Singh is president and founder of Agilious, a consulting firm that specializes in applying Agile-Lean principles to business challenges. Agilious helps a wide range of organizations strengthen their “agility DNA” – to take a more innovative, efficient approach to everything from product development to digital strategy.
“I enjoy driving transformation,” explained Singh. “We help clients see tangible results ... often in just a few weeks.”
Singh’s immersion in agile principles began after he earned his M.S. degree at UAlbany. He spent the next decade working in IT and software development.
Seeking greater challenges and wishing to get himself “unstuck,” Singh started taking on more of a consulting role with clients. This experience gave him “the entrepreneur bug,” leading him to form Agilious in 2013. The company now employs nine consultants in the Washington, D.C., metro area.
“I love what I’m doing ... I’m having fun,” said Singh.
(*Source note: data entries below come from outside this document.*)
use anyhow::{Context, Result, bail};
use futures_util::future::join_all;
use log::info;
use serde_json::{Map, Value};
use std::io::Write;

use crate::{
    client::{ApiClient, FetchOptions},
    runtime::Runtime,
    transport::{Request, Transport},
};

/// What to fetch and how to print it.
#[derive(Debug, Clone, Default)]
pub struct FetchSpec {
    pub paths: Vec<String>,
    pub query: Vec<(String, String)>,
    pub headers: Vec<(String, String)>,
    /// One item per line instead of a JSON document
    pub ndjson: bool,
}

impl FetchSpec {
    fn template(&self, path: &str) -> Request {
        let request = self
            .query
            .iter()
            .fold(Request::get(path), |req, (k, v)| req.with_query(k.clone(), v.clone()));
        self.headers
            .iter()
            .fold(request, |req, (k, v)| req.with_header(k.clone(), v.clone()))
    }
}

/// Parses `key=value`.
pub fn parse_query_pair(s: &str) -> Result<(String, String)> {
    match s.split_once('=') {
        Some((k, v)) if !k.trim().is_empty() => Ok((k.trim().to_string(), v.to_string())),
        _ => bail!("Invalid query parameter '{}'. Expected 'key=value'.", s),
    }
}

/// Parses `Name: value`.
pub fn parse_header_pair(s: &str) -> Result<(String, String)> {
    match s.split_once(':') {
        Some((k, v)) if !k.trim().is_empty() => Ok((k.trim().to_string(), v.trim().to_string())),
        _ => bail!("Invalid header '{}'. Expected 'Name: value'.", s),
    }
}

/// Fetches every path and writes the items to `out`.
///
/// Paths are independent collections and are fetched concurrently. With a
/// single path the output is a JSON array; with several it is an object
/// keyed by path. On failure nothing is written unless partial results were
/// asked for and some items were collected.
#[tracing::instrument(skip(client, options, out))]
pub async fn fetch<T: Transport, R: Runtime, W: Write>(
    client: &ApiClient<T, R>,
    spec: &FetchSpec,
    options: &FetchOptions,
    out: &mut W,
) -> Result<()> {
    if spec.paths.is_empty() {
        bail!("Nothing to fetch: no paths given");
    }

    let templates: Vec<Request> = spec.paths.iter().map(|p| spec.template(p)).collect();
    let results = join_all(
        templates
            .iter()
            .map(|template| client.fetch_all_with::<Value>(template, options)),
    )
    .await;

    let mut collected: Vec<(String, Vec<Value>)> = Vec::new();
    let mut first_error = None;

    for (path, result) in spec.paths.iter().zip(results) {
        match result {
            Ok(items) => {
                info!("{}: {} items", path, items.len());
                collected.push((path.clone(), items));
            }
            Err(failure) => {
                if !failure.items.is_empty() {
                    collected.push((path.clone(), failure.items));
                }
                if first_error.is_none() {
                    first_error = Some(
                        anyhow::Error::from(failure.error)
                            .context(format!("Failed to fetch {}", path)),
                    );
                }
            }
        }
    }

    match first_error {
        None => write_items(&collected, spec.paths.len() > 1, spec.ndjson, out),
        Some(e) => {
            let keep_partial = options.keep_partial || client.keeps_partial();
            if keep_partial && !collected.is_empty() {
                write_items(&collected, spec.paths.len() > 1, spec.ndjson, out)?;
            }
            Err(e)
        }
    }
}

fn write_items<W: Write>(
    collected: &[(String, Vec<Value>)],
    keyed: bool,
    ndjson: bool,
    out: &mut W,
) -> Result<()> {
    if ndjson {
        for (_, items) in collected {
            for item in items {
                writeln!(out, "{}", item).context("Failed to write output")?;
            }
        }
        return Ok(());
    }

    let document = if keyed {
        let map: Map<String, Value> = collected
            .iter()
            .map(|(path, items)| (path.clone(), Value::Array(items.clone())))
            .collect();
        Value::Object(map)
    } else {
        Value::Array(collected.iter().flat_map(|(_, items)| items.clone()).collect())
    };

    serde_json::to_writer_pretty(&mut *out, &document).context("Failed to write output")?;
    writeln!(out).context("Failed to write output")?;
    Ok(())
}
//! Cursor extraction and next-page request construction.

use serde::{Deserialize, Serialize};
use serde_json::Value;
use std::fmt;

use crate::config::ClientConfig;
use crate::transport::{QueryValue, Request, Response};

/// How the server encodes the position of the next page.
#[derive(Debug, Clone, Copy, PartialEq, Eq, Default, Serialize, Deserialize)]
#[serde(rename_all = "lowercase")]
pub enum CursorKind {
    /// Opaque token (`next_cursor`, `next_page_token`, ...)
    #[default]
    Cursor,
    /// Integer offset into the collection
    Offset,
}

const OFFSET_NOT_AN_INTEGER: &str = "offset is not a non-negative integer";

/// Position of the next page, as parsed from a response.
#[derive(Debug, Clone, PartialEq, Eq)]
pub enum CursorValue {
    Token(String),
    /// Always non-negative.
    Offset(i64),
}

impl CursorValue {
    fn to_query_value(&self) -> QueryValue {
        match self {
            CursorValue::Token(s) => QueryValue::Str(s.clone()),
            CursorValue::Offset(n) => QueryValue::from(*n),
        }
    }
}

impl fmt::Display for CursorValue {
    fn fmt(&self, f: &mut fmt::Formatter<'_>) -> fmt::Result {
        match self {
            CursorValue::Token(s) => write!(f, "{}", s),
            CursorValue::Offset(n) => write!(f, "{}", n),
        }
    }
}

#[derive(Debug, Clone, PartialEq, Eq)]
pub struct PageToken {
    pub cursor: Option<CursorValue>,
    pub has_more: bool,
}

impl PageToken {
    pub fn is_terminal(&self) -> bool {
        !self.has_more || self.cursor.is_none()
    }
}

/// The response carried pagination fields that could not be understood.
#[derive(Debug, Clone, PartialEq, thiserror::Error)]
#[error("{reason} (raw value: {raw_value})")]
pub struct PaginationError {
    pub raw_value: String,
    pub reason: String,
}

impl PaginationError {
    fn new(raw_value: impl Into<String>, reason: impl Into<String>) -> Self {
        Self {
            raw_value: raw_value.into(),
            reason: reason.into(),
        }
    }
}

/// Reads pagination fields out of response bodies.
#[derive(Debug, Clone, PartialEq)]
pub struct PaginationCursor {
    cursor_field_path: String,
    has_more_field_path: String,
    items_field_path: String,
    cursor_param: String,
    kind: CursorKind,
}

impl Default for PaginationCursor {
    fn default() -> Self {
        Self::from_config(&ClientConfig::default())
    }
}

impl PaginationCursor {
    pub fn from_config(config: &ClientConfig) -> Self {
        Self {
            cursor_field_path: config.cursor_field_path.clone(),
            has_more_field_path: config.has_more_field_path.clone(),
            items_field_path: config.items_field_path.clone(),
            cursor_param: config.cursor_param.clone(),
            kind: config.cursor_kind,
        }
    }

    pub fn cursor_param(&self) -> &str {
        &self.cursor_param
    }

    /// Parses the pagination fields of a decoded body.
    pub fn extract_token(&self, body: &Value) -> Result<PageToken, PaginationError> {
        let has_more = match lookup(body, &self.has_more_field_path) {
            None | Some(Value::Null) => None,
            Some(Value::Bool(b)) => Some(*b),
            Some(other) => {
                return Err(PaginationError::new(
                    other.to_string(),
                    format!("'{}' is not a boolean", self.has_more_field_path),
                ));
            }
        };

        if has_more == Some(false) {
            return Ok(PageToken {
                cursor: None,
                has_more: false,
            });
        }

        let cursor = match lookup(body, &self.cursor_field_path) {
            None | Some(Value::Null) => None,
            Some(Value::String(s)) if s.is_empty() => None,
            Some(raw) => Some(self.parse_cursor(raw)?),
        };

        if has_more == Some(true) && cursor.is_none() {
            return Err(PaginationError::new(
                "null",
                format!(
                    "'{}' is true but '{}' is missing",
                    self.has_more_field_path, self.cursor_field_path
                ),
            ));
        }

        let has_more = cursor.is_some();
        Ok(PageToken { cursor, has_more })
    }

    fn parse_cursor(&self, raw: &Value) -> Result<CursorValue, PaginationError> {
        match (self.kind, raw) {
            (CursorKind::Cursor, Value::String(s)) => Ok(CursorValue::Token(s.clone())),
            (CursorKind::Cursor, Value::Number(n)) => Ok(CursorValue::Token(n.to_string())),
            (CursorKind::Offset, Value::Number(n)) => n
                .as_u64()
                .ok_or_else(|| PaginationError::new(n.to_string(), OFFSET_NOT_AN_INTEGER))
                .and_then(|offset| Self::offset_in_range(offset, n.to_string())),
            (CursorKind::Offset, Value::String(s)) => s
                .trim()
                .parse::<u64>()
                .map_err(|_| PaginationError::new(s.clone(), OFFSET_NOT_AN_INTEGER))
                .and_then(|offset| Self::offset_in_range(offset, s.clone())),
            (_, other) => Err(PaginationError::new(
                other.to_string(),
                format!("unsupported type for '{}'", self.cursor_field_path),
            )),
        }
    }

    fn offset_in_range(offset: u64, raw_value: String) -> Result<CursorValue, PaginationError> {
        i64::try_from(offset)
            .map(CursorValue::Offset)
            .map_err(|_| PaginationError::new(raw_value, "offset is too large to send back"))
    }

    /// Builds the follow-up request: `request` with the cursor parameter replaced.
    pub fn apply(&self, request: &Request, cursor: &CursorValue) -> Request {
        request
            .clone()
            .with_query(self.cursor_param.clone(), cursor.to_query_value())
    }

    /// Returns the request for the next page, or `None` when the collection is exhausted.
    pub fn next_request(
        &self,
        current: &Request,
        response: &Response,
    ) -> Result<Option<Request>, PaginationError> {
        let body = response
            .json()
            .map_err(|e| PaginationError::new("<non-JSON body>", e.to_string()))?;

        let token = self.extract_token(body)?;
        let cursor = match token.cursor {
            Some(cursor) if token.has_more => cursor,
            _ => return Ok(None),
        };

        let next_value = cursor.to_query_value();
        if current.query_value(&self.cursor_param) == Some(&next_value) {
            return Err(PaginationError::new(
                cursor.to_string(),
                "cursor did not advance",
            ));
        }

        Ok(Some(self.apply(current, &cursor)))
    }

    /// Extracts the item array of a page. An empty path means the body is the array.
    pub fn items<'a>(&self, body: &'a Value) -> Option<&'a Vec<Value>> {
        lookup(body, &self.items_field_path).and_then(Value::as_array)
    }

    pub fn items_field_path(&self) -> &str {
        &self.items_field_path
    }
}

/// Looks up a dot-separated path (`meta.next_cursor`, `pages.0.id`).
pub fn lookup<'a>(value: &'a Value, path: &str) -> Option<&'a Value> {
    if path.is_empty() {
        return Some(value);
    }

    path.split('.').try_fold(value, |current, segment| match current {
        Value::Object(map) => map.get(segment),
        Value::Array(items) => segment.parse::<usize>().ok().and_then(|i| items.get(i)),
        _ => None,
    })
}
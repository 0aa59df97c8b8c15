//! Backoff sleeping.

use std::time::Duration;

use super::RealRuntime;

impl RealRuntime {
    pub(crate) async fn sleep_impl(&self, duration: Duration) {
        tokio::time::sleep(duration).await
    }
}
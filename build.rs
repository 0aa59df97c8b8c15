use std::{
    process::Command,
    time::{SystemTime, UNIX_EPOCH},
};

fn main() {
    println!("cargo:rerun-if-changed=.git/HEAD");
    println!("cargo:rerun-if-changed=.git/index");

    let output = Command::new("git")
        .args(["describe", "--tags", "--always", "--dirty"])
        .output();

    let version = match output {
        Ok(o) if o.status.success() => {
            let git_output = String::from_utf8(o.stdout)
                .unwrap_or_default()
                .trim()
                .to_string();

            // "v1.0.0" -> "1.0.0"
            let version = git_output.strip_prefix('v').unwrap_or(&git_output);

            if version.ends_with("-dirty") || version.is_empty() {
                format!("{}-{}", version, timestamp())
            } else {
                version.to_string()
            }
        }
        _ => format!("0.0.0-unknown-{}", timestamp()),
    };

    println!("cargo:rustc-env=PAGEFETCH_VERSION={}", version);
}

fn timestamp() -> u64 {
    SystemTime::now()
        .duration_since(UNIX_EPOCH)
        .expect("Time went backwards")
        .as_secs()
}
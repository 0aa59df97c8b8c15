pub mod client;
pub mod commands;
pub mod config;
pub mod pagination;
pub mod retry;
pub mod runtime;
pub mod transport;

pub use client::{ApiClient, ApiError, FetchOptions, PageProgress, PartialFetch};
pub use config::ClientConfig;
pub use pagination::{CursorKind, PageToken, PaginationCursor, PaginationError};
pub use retry::{RetryDecision, RetryPolicy, RetryState};
pub use transport::{ErrorClass, HttpTransport, Request, Response, Transport, TransportError};
//! Location source interface and the signals it delivers
//!
//! The platform location service is modeled as two halves:
//! - `LocationSource`: calls the monitor makes into the service
//!   (start/stop region monitoring, authorization, position updates)
//! - `LocationSignal`: typed messages the service pushes back, drained by the
//!   monitor from a single-consumer channel

use crate::domain::types::{AuthorizationStatus, GeoRegion, Position, RegionId};
use crate::infra::metrics::Metrics;
use std::sync::Arc;
use std::time::{Duration, Instant};
use thiserror::Error;
use tokio::sync::mpsc;
use tokio::sync::mpsc::error::TrySendError;
use tracing::warn;

/// Errors reported by the location service for a monitoring request
#[derive(Debug, Clone, PartialEq, Error)]
pub enum LocationError {
    #[error("location service unavailable: {0}")]
    Unavailable(String),
    #[error("location service region limit of {0} reached")]
    RegionLimit(usize),
}

/// Calls into the platform location service
///
/// Implementations must not block: requests are handed to the service and
/// results come back later as `LocationSignal`s.
pub trait LocationSource: Send + Sync {
    /// Whether circular region monitoring is supported at all
    fn is_monitoring_available(&self) -> bool {
        true
    }

    /// Current platform authorization status
    fn authorization_status(&self) -> AuthorizationStatus;

    fn request_authorization(&self);

    fn start_updating_location(&self);

    fn start_monitoring(&self, region: &GeoRegion) -> Result<(), LocationError>;

    fn stop_monitoring(&self, region: &GeoRegion) -> Result<(), LocationError>;
}

/// Messages pushed by the location service
#[derive(Debug, Clone, PartialEq)]
pub enum LocationSignal {
    /// New device fix
    Position(Position),
    /// Boundary crossing into a monitored region
    Entered { region_id: RegionId, ts: u64 },
    /// Boundary crossing out of a monitored region
    Exited { region_id: RegionId, ts: u64 },
    /// Region monitoring failed (region is None for service-wide failures)
    MonitoringFailed { region_id: Option<RegionId>, error: String, ts: u64 },
    AuthorizationChanged(AuthorizationStatus),
    /// Service-level error not tied to region monitoring
    LocationError { error: String },
}

impl LocationSignal {
    pub fn as_str(&self) -> &'static str {
        match self {
            LocationSignal::Position(_) => "position",
            LocationSignal::Entered { .. } => "entered",
            LocationSignal::Exited { .. } => "exited",
            LocationSignal::MonitoringFailed { .. } => "monitoring_failed",
            LocationSignal::AuthorizationChanged(_) => "authorization_changed",
            LocationSignal::LocationError { .. } => "location_error",
        }
    }
}

/// Non-blocking sender for location signals
///
/// Clone this to share across producers. Uses try_send: if the monitor falls
/// behind and the channel is full the signal is dropped and counted.
#[derive(Clone)]
pub struct SignalSender {
    tx: mpsc::Sender<LocationSignal>,
    metrics: Arc<Metrics>,
    last_drop_warn: Arc<parking_lot::Mutex<Option<Instant>>>,
}

impl SignalSender {
    pub fn new(tx: mpsc::Sender<LocationSignal>, metrics: Arc<Metrics>) -> Self {
        Self { tx, metrics, last_drop_warn: Arc::new(parking_lot::Mutex::new(None)) }
    }

    /// Deliver a signal. Returns false once the monitor has gone away.
    pub fn send(&self, signal: LocationSignal) -> bool {
        match self.tx.try_send(signal) {
            Ok(()) => true,
            Err(TrySendError::Full(signal)) => {
                self.metrics.record_signal_dropped();
                // Rate-limit warning to 1 per second
                let mut last = self.last_drop_warn.lock();
                if last.map_or(true, |t| t.elapsed() > Duration::from_secs(1)) {
                    warn!(signal = %signal.as_str(), "location_signal_dropped: channel full");
                    *last = Some(Instant::now());
                }
                true
            }
            Err(TrySendError::Closed(_)) => false,
        }
    }
}

/// Create a location signal channel pair
pub fn create_signal_channel(
    buffer_size: usize,
    metrics: Arc<Metrics>,
) -> (SignalSender, mpsc::Receiver<LocationSignal>) {
    let (tx, rx) = mpsc::channel(buffer_size);
    (SignalSender::new(tx, metrics), rx)
}
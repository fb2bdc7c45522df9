//! End-to-end monitoring scenarios through the public API

use geofence_monitor::domain::events::MonitoringEvent;
use geofence_monitor::domain::types::{Coordinate, GeoRegion, Position, RegionId};
use geofence_monitor::infra::{Config, Metrics};
use geofence_monitor::io::location::LocationError;
use geofence_monitor::io::{
    create_render_channel, create_signal_channel, load_script, parse_script, LocationSignal,
    RenderCommand, ReplaySource,
};
use geofence_monitor::services::{AuthorizationState, Monitor, MonitorHandle, RegistryError};
use std::io::Write;
use std::sync::Arc;
use tempfile::NamedTempFile;
use tokio::sync::{mpsc, watch};

struct Setup {
    monitor: Monitor,
    source: Arc<ReplaySource>,
    metrics: Arc<Metrics>,
    render_rx: mpsc::Receiver<RenderCommand>,
}

fn setup(config: &Config) -> Setup {
    let metrics = Arc::new(Metrics::new());
    let (render, render_rx) = create_render_channel(64, metrics.clone());
    let source = Arc::new(ReplaySource::new(config));
    let monitor = Monitor::new(config, source.clone(), Arc::new(render), metrics.clone());
    Setup { monitor, source, metrics, render_rx }
}

fn home() -> GeoRegion {
    GeoRegion::new("home", Coordinate::new(10.0, 20.0), 200.0).unwrap()
}

fn config_file(content: &str) -> NamedTempFile {
    let mut file = NamedTempFile::new().unwrap();
    file.write_all(content.as_bytes()).unwrap();
    file.flush().unwrap();
    file
}

#[test]
fn test_capacity_one_rejects_second_region() {
    let Setup { mut monitor, .. } = setup(&Config::default().with_capacity(1));

    monitor.add_region(home()).unwrap();
    let work = GeoRegion::new("work", Coordinate::new(10.1, 20.1), 200.0).unwrap();
    assert_eq!(monitor.add_region(work), Err(RegistryError::CapacityExceeded { capacity: 1 }));

    let ids: Vec<RegionId> =
        monitor.registry_view().list().iter().map(|r| r.id().clone()).collect();
    assert_eq!(ids, vec![RegionId::from("home")]);
}

#[test]
fn test_removed_region_keeps_its_history() {
    let Setup { mut monitor, metrics, .. } = setup(&Config::default());
    let reader = monitor.log_reader();

    monitor.add_region(home()).unwrap();
    monitor.process_signal(LocationSignal::Entered { region_id: "home".into(), ts: 100 });
    monitor.process_signal(LocationSignal::Exited { region_id: "home".into(), ts: 150 });
    monitor.remove_region(&RegionId::from("home")).unwrap();
    monitor.process_signal(LocationSignal::Exited { region_id: "home".into(), ts: 200 });

    assert_eq!(
        reader.snapshot(),
        vec![
            MonitoringEvent::Entered { region_id: "home".into(), ts: 100 },
            MonitoringEvent::Exited { region_id: "home".into(), ts: 150 },
        ]
    );
    assert_eq!(metrics.unknown_region_total(), 1);
}

#[test]
fn test_platform_refusal_rolls_back() {
    let file = config_file(
        r#"
[location]
platform_region_limit = 1
"#,
    );
    let config = Config::from_file(file.path()).unwrap();
    let Setup { mut monitor, source, .. } = setup(&config);

    monitor.add_region(home()).unwrap();
    let work = GeoRegion::new("work", Coordinate::new(10.1, 20.1), 200.0).unwrap();
    assert_eq!(
        monitor.add_region(work),
        Err(RegistryError::Rejected {
            id: "work".into(),
            source: LocationError::RegionLimit(1),
        })
    );

    assert_eq!(monitor.registry_view().len(), 1);
    assert!(!monitor.registry_view().contains(&RegionId::from("work")));
    assert_eq!(source.monitored_regions(), vec![RegionId::from("home")]);
}

#[test]
fn test_unavailable_monitoring_rejects_adds() {
    let file = config_file(
        r#"
[location]
monitoring_available = false
"#,
    );
    let config = Config::from_file(file.path()).unwrap();
    let Setup { mut monitor, .. } = setup(&config);

    assert_eq!(monitor.add_region(home()), Err(RegistryError::MonitoringUnavailable));
    assert!(monitor.registry_view().is_empty());
}

#[test]
fn test_start_when_already_authorized_draws_regions() {
    let file = config_file(
        r#"
[location]
initial_authorization = "authorized_when_in_use"
"#,
    );
    let config = Config::from_file(file.path()).unwrap();
    let Setup { mut monitor, source, mut render_rx, .. } = setup(&config);

    monitor.add_region(home()).unwrap();
    monitor.start();

    assert_eq!(monitor.authorization(), AuthorizationState::Monitoring);
    assert!(source.is_updating());

    // One draw from the add, one from entering Monitoring
    let mut draws = 0;
    while let Ok(cmd) = render_rx.try_recv() {
        if matches!(cmd, RenderCommand::DrawRegion(_)) {
            draws += 1;
        }
    }
    assert_eq!(draws, 2);
}

#[tokio::test]
async fn test_replay_script_end_to_end() {
    let script = config_file(
        r#"
# grant, register, move, cross, remove during an in-flight exit
{"type":"authorization","status":"authorized_always"}
{"type":"add_region","id":"home","lat":10.0,"lon":20.0,"radius_m":200}
{"type":"position","lat":10.0,"lon":20.0,"accuracy":5.0,"ts":1}
{"type":"position","lat":10.0001,"lon":20.0,"accuracy":5.0,"ts":2}
{"type":"enter","region":"home","ts":100}
{"type":"exit","region":"home","ts":150}
{"type":"remove_region","id":"home"}
{"type":"exit","region":"home","ts":200}
this line is not json
{"type":"location_error","error":"gps unavailable"}
{"type":"failure","error":"service unavailable","ts":250}
"#,
    );
    let entries = load_script(script.path()).unwrap();
    assert_eq!(entries.len(), 10);

    let config = Config::default();
    let Setup { mut monitor, source, metrics, render_rx: _render_rx } = setup(&config);
    let reader = monitor.log_reader();

    let (signal_tx, signal_rx) = create_signal_channel(64, metrics.clone());
    let (handle, command_rx) = MonitorHandle::channel(8);
    let (_shutdown_tx, shutdown_rx) = watch::channel(false);

    monitor.start();
    assert_eq!(monitor.authorization(), AuthorizationState::Requested);

    let monitor_shutdown = shutdown_rx.clone();
    let monitor_task = tokio::spawn(async move {
        monitor.run(signal_rx, command_rx, monitor_shutdown).await;
        monitor
    });

    // Replay owns the only signal sender and handle; both drop when it ends
    source.run(entries, signal_tx, handle, config.default_radius_m(), shutdown_rx).await;
    let monitor = monitor_task.await.unwrap();

    assert_eq!(
        reader.snapshot(),
        vec![
            MonitoringEvent::Entered { region_id: "home".into(), ts: 100 },
            MonitoringEvent::Exited { region_id: "home".into(), ts: 150 },
            MonitoringEvent::MonitoringFailed {
                region_id: None,
                ts: 250,
                error: "service unavailable".to_string(),
            },
        ]
    );
    assert_eq!(monitor.authorization(), AuthorizationState::Monitoring);
    assert!(monitor.registry_view().is_empty());
    assert!(source.monitored_regions().is_empty());

    // Second fix was inside the distance filter
    assert_eq!(
        monitor.current_position(),
        Some(Position { lat: 10.0, lon: 20.0, accuracy_m: 5.0, ts: 1 })
    );
    assert_eq!(metrics.unknown_region_total(), 1);
}

#[tokio::test(flavor = "multi_thread", worker_threads = 2)]
async fn test_replayed_transitions_survive_immediate_removal() {
    let entries = parse_script(
        r#"
{"type":"add_region","id":"home","lat":10.0,"lon":20.0}
{"type":"enter","region":"home","ts":100}
{"type":"exit","region":"home","ts":150}
{"type":"remove_region","id":"home"}
"#,
    );

    // Scheduling varies between runs; every run must keep both transitions
    for _ in 0..50 {
        let config = Config::default();
        let Setup { mut monitor, source, metrics, render_rx: _render_rx } = setup(&config);
        let reader = monitor.log_reader();

        let (signal_tx, signal_rx) = create_signal_channel(64, metrics.clone());
        let (handle, command_rx) = MonitorHandle::channel(8);
        let (_shutdown_tx, shutdown_rx) = watch::channel(false);

        let monitor_shutdown = shutdown_rx.clone();
        let monitor_task = tokio::spawn(async move {
            monitor.run(signal_rx, command_rx, monitor_shutdown).await;
        });

        source.run(entries.clone(), signal_tx, handle, 200.0, shutdown_rx).await;
        monitor_task.await.unwrap();

        assert_eq!(
            reader.snapshot(),
            vec![
                MonitoringEvent::Entered { region_id: "home".into(), ts: 100 },
                MonitoringEvent::Exited { region_id: "home".into(), ts: 150 },
            ]
        );
        assert_eq!(metrics.unknown_region_total(), 0);
    }
}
In addition to his career success, the married father of two demonstrates agility in his personal life – coaching soccer, traveling and staying actively involved in his community. A native of Mumbai, India, Singh first arrived in the United States in 1990, when he enrolled at UAlbany. He has since formed a strong connection to his adopted country – and he feels a deep responsibility to give back.
In 1996, Singh co-founded the Sikh American Legal Defense and Education Fund (SALDEF), protecting the rights of Sikh Americans through advocacy, education, legal assistance and accurate portrayal of the Sikh religion. He currently serves as board chair.
Because of his work with SALDEF, Singh was tapped last May to guide another high-profile organization: the White House Office of Faith-based and Neighborhood Partnerships. In this volunteer position, he works to build bridges between the federal government and non-profit organizations to better serve Americans in need. It’s yet another way that Singh is helping people think differently – and get “unstuck.”
“It’s quite an honor to serve the president and this country,” he noted proudly.
Singh’s American experience can be traced back to UAlbany, where he “felt very welcome” because of the University’s large international student population and the support he received from faculty.
“It was an important experience that set me up for success,” said Singh. “They gave me an extraordinary foundation.”